AIM OF THE EXERCISE »
Where the line containing "let fragment = fragment.trim();" appears, end your copy; everything from the first line of the records below up to and including it must be reproduced exactly.

DATA TO PROCESS »
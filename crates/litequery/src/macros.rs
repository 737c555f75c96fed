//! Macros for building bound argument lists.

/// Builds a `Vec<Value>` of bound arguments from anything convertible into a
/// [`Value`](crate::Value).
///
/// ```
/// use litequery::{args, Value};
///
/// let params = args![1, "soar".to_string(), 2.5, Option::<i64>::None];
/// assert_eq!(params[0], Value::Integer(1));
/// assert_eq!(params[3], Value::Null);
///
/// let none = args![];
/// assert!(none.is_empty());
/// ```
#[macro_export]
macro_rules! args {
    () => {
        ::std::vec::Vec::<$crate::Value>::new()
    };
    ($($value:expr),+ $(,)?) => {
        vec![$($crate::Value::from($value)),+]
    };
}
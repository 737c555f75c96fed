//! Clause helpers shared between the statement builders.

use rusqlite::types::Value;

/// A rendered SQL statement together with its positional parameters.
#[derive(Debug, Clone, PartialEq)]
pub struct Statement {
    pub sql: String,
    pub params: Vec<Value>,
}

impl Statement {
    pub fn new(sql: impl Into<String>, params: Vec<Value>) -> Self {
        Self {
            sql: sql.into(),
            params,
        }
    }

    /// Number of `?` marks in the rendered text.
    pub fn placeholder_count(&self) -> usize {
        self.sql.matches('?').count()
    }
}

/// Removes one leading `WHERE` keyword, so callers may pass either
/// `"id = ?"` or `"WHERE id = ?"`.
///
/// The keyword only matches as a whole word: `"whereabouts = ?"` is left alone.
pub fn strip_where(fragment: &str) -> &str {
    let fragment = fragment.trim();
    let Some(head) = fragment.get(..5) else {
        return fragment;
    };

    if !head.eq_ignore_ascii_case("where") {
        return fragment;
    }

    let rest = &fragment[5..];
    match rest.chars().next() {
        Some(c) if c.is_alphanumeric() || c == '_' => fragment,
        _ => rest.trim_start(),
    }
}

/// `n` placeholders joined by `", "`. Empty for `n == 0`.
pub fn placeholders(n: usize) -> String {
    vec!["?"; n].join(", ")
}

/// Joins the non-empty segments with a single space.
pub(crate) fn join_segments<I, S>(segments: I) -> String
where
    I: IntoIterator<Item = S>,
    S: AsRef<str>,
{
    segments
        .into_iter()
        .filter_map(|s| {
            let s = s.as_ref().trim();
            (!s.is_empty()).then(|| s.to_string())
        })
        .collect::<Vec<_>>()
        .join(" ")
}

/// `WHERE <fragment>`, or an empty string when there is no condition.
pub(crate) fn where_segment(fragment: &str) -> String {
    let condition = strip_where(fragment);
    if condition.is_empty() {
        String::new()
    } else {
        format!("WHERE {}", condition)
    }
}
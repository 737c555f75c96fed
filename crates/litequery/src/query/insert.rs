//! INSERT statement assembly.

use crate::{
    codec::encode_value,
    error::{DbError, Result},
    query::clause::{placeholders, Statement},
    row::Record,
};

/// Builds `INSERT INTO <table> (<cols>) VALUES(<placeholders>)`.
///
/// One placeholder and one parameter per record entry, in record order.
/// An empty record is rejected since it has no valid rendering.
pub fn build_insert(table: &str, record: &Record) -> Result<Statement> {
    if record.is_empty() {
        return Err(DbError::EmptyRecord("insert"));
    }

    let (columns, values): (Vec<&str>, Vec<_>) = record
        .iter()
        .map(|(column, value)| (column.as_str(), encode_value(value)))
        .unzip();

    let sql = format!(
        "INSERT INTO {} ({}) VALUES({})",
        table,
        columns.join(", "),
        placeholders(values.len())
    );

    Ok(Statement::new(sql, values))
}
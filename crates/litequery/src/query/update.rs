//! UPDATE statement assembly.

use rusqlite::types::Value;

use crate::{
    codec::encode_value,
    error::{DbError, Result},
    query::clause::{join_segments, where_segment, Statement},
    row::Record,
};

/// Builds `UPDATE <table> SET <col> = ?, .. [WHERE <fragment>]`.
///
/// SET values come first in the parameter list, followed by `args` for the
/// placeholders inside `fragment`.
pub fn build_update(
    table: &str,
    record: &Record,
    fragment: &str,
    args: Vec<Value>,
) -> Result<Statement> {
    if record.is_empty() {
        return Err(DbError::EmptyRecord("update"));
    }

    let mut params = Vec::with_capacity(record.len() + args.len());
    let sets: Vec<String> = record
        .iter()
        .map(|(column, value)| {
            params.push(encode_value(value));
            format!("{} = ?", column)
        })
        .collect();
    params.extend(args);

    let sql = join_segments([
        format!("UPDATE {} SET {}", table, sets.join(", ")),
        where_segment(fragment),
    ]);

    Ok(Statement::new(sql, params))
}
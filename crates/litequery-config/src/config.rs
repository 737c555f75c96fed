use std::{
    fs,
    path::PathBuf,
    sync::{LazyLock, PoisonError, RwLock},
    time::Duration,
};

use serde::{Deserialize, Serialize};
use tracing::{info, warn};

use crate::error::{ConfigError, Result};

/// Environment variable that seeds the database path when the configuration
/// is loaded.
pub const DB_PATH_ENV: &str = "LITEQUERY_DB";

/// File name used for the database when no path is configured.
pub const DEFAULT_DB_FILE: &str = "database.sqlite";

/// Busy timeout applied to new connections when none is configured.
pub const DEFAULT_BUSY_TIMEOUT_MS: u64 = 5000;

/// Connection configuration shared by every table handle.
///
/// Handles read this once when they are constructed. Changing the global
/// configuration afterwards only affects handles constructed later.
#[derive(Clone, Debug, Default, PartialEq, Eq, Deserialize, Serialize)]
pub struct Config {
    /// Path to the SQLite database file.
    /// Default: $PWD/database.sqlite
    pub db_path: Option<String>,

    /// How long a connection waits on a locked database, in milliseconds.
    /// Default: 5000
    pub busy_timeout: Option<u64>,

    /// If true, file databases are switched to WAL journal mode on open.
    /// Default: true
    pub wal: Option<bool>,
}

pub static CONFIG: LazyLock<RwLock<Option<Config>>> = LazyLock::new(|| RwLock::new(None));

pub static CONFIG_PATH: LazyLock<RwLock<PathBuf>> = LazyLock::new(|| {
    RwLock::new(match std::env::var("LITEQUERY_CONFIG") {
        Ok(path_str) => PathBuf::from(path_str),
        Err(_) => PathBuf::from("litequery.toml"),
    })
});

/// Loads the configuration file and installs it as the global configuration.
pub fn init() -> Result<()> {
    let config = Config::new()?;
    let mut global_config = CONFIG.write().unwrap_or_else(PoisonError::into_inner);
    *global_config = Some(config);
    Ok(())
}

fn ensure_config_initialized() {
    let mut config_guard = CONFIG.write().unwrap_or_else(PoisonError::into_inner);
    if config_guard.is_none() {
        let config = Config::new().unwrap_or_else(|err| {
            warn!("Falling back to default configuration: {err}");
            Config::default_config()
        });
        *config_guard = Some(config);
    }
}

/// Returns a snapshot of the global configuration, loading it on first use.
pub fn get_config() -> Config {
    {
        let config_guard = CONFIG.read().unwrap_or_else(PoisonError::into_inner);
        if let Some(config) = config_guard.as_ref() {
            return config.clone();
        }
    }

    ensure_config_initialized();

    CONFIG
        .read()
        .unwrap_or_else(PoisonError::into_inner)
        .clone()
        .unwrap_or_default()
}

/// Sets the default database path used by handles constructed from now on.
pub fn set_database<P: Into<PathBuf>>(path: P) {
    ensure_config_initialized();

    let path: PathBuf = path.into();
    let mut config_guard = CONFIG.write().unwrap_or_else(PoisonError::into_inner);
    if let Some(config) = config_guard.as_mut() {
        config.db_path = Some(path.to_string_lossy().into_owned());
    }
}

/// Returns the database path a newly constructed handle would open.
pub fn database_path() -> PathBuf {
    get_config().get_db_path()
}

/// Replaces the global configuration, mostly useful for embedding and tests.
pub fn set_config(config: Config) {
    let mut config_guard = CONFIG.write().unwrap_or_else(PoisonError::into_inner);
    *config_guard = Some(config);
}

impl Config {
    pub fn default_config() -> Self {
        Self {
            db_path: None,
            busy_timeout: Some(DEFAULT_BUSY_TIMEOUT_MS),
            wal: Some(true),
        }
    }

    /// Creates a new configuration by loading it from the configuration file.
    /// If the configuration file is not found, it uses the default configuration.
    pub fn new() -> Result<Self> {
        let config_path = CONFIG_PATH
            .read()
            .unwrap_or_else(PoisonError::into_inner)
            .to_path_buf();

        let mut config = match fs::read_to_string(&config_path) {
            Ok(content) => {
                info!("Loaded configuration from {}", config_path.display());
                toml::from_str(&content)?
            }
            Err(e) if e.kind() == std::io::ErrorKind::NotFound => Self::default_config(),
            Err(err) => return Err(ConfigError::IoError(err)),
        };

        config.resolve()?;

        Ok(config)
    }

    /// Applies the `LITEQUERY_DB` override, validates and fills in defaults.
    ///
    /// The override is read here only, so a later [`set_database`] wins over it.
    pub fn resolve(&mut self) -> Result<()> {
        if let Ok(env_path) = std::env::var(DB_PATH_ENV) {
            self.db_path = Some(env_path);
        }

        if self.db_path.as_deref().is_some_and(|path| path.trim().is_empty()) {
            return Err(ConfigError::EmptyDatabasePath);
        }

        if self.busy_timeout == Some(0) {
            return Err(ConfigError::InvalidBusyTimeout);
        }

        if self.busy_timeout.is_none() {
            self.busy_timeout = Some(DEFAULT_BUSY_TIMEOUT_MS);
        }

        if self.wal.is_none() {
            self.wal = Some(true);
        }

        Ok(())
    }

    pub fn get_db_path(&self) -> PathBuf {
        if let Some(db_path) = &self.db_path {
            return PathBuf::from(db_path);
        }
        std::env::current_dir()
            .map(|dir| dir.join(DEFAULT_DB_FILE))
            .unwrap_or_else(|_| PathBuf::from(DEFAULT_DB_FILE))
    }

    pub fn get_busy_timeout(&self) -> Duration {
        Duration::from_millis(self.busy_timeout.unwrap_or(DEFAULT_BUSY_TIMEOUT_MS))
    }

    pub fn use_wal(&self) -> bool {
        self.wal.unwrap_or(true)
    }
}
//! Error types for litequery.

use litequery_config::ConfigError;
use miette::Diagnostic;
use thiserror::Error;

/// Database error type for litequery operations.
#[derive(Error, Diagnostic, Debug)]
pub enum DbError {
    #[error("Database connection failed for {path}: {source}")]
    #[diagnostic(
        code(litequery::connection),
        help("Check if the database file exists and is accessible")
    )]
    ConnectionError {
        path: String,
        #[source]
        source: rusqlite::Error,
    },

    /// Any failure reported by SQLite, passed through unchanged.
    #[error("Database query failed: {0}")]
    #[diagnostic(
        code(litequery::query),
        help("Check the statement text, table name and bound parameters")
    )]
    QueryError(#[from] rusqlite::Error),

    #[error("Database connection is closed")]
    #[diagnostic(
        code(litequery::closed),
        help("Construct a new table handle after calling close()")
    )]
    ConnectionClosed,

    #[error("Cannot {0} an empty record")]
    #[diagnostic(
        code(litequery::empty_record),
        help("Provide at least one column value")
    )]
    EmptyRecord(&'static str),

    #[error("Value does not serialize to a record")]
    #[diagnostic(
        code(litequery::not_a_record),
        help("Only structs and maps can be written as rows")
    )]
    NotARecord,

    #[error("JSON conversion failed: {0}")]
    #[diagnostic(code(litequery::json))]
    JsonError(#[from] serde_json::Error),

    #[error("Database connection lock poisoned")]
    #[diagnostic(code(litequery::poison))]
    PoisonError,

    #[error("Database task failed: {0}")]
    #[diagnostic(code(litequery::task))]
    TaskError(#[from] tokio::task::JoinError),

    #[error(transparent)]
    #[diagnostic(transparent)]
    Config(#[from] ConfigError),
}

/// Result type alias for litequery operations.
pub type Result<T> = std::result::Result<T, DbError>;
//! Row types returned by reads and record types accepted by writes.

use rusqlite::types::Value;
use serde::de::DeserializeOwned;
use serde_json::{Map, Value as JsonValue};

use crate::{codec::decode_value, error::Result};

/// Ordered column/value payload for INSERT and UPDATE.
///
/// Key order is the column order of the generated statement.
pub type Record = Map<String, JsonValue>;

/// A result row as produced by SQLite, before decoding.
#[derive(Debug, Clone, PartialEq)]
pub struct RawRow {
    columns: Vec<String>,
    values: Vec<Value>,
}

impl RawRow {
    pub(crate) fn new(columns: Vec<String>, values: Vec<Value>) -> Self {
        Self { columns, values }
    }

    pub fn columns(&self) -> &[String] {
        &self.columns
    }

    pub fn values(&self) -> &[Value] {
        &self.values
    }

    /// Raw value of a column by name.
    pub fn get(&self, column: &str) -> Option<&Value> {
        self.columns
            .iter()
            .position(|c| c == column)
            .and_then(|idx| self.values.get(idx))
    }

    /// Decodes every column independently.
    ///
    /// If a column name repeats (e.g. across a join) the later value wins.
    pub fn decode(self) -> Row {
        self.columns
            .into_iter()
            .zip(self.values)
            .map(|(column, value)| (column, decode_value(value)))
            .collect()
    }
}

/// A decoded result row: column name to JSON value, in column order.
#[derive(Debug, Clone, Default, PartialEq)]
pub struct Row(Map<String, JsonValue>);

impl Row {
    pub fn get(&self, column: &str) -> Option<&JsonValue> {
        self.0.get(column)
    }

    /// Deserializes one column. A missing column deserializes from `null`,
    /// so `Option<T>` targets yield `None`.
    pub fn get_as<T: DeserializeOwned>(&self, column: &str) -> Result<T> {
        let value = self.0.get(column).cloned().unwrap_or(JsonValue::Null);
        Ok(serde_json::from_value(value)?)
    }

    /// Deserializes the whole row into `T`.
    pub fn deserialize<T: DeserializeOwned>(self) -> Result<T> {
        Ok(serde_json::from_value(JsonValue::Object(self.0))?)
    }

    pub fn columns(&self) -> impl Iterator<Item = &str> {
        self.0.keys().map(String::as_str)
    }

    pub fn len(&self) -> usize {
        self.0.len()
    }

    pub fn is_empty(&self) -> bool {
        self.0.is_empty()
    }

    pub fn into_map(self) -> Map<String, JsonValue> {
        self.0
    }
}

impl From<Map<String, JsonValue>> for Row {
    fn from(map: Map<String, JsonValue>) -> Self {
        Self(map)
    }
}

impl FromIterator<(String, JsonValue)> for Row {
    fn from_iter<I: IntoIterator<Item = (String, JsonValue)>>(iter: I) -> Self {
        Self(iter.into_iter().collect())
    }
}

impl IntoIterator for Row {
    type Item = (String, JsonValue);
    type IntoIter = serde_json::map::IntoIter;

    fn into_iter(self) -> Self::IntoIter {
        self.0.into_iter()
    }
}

FINISHED EXERCISE »
filename crates/litequery/src/macros.rs
repository 737c555f75c96fed
//! Macros for building bound argument lists.

/// Builds a `Vec<Value>` of bound arguments from anything convertible into a
/// [`Value`](crate::Value).
///
/// ```
/// use litequery::{args, Value};
///
/// let params = args![1, "soar".to_string(), 2.5, Option::<i64>::None];
/// assert_eq!(params[0], Value::Integer(1));
/// assert_eq!(params[3], Value::Null);
///
/// let none = args![];
/// assert!(none.is_empty());
/// ```
#[macro_export]
macro_rules! args {
    () => {
        ::std::vec::Vec::<$crate::Value>::new()
    };
    ($($value:expr),+ $(,)?) => {
        vec![$($crate::Value::from($value)),+]
    };
}
repository 737c555f75c96fed
//! Clause helpers shared between the statement builders.

use rusqlite::types::Value;

/// A rendered SQL statement together with its positional parameters.
#[derive(Debug, Clone, PartialEq)]
pub struct Statement {
    pub sql: String,
    pub params: Vec<Value>,
}

impl Statement {
    pub fn new(sql: impl Into<String>, params: Vec<Value>) -> Self {
        Self {
            sql: sql.into(),
            params,
        }
    }

    /// Number of `?` marks in the rendered text.
    pub fn placeholder_count(&self) -> usize {
        self.sql.matches('?').count()
    }
}

/// Removes one leading `WHERE` keyword, so callers may pass either
/// `"id = ?"` or `"WHERE id = ?"`.
///
/// The keyword only matches as a whole word: `"whereabouts = ?"` is left alone.
pub fn strip_where(fragment: &str) -> &str {
    let fragment = fragment.trim();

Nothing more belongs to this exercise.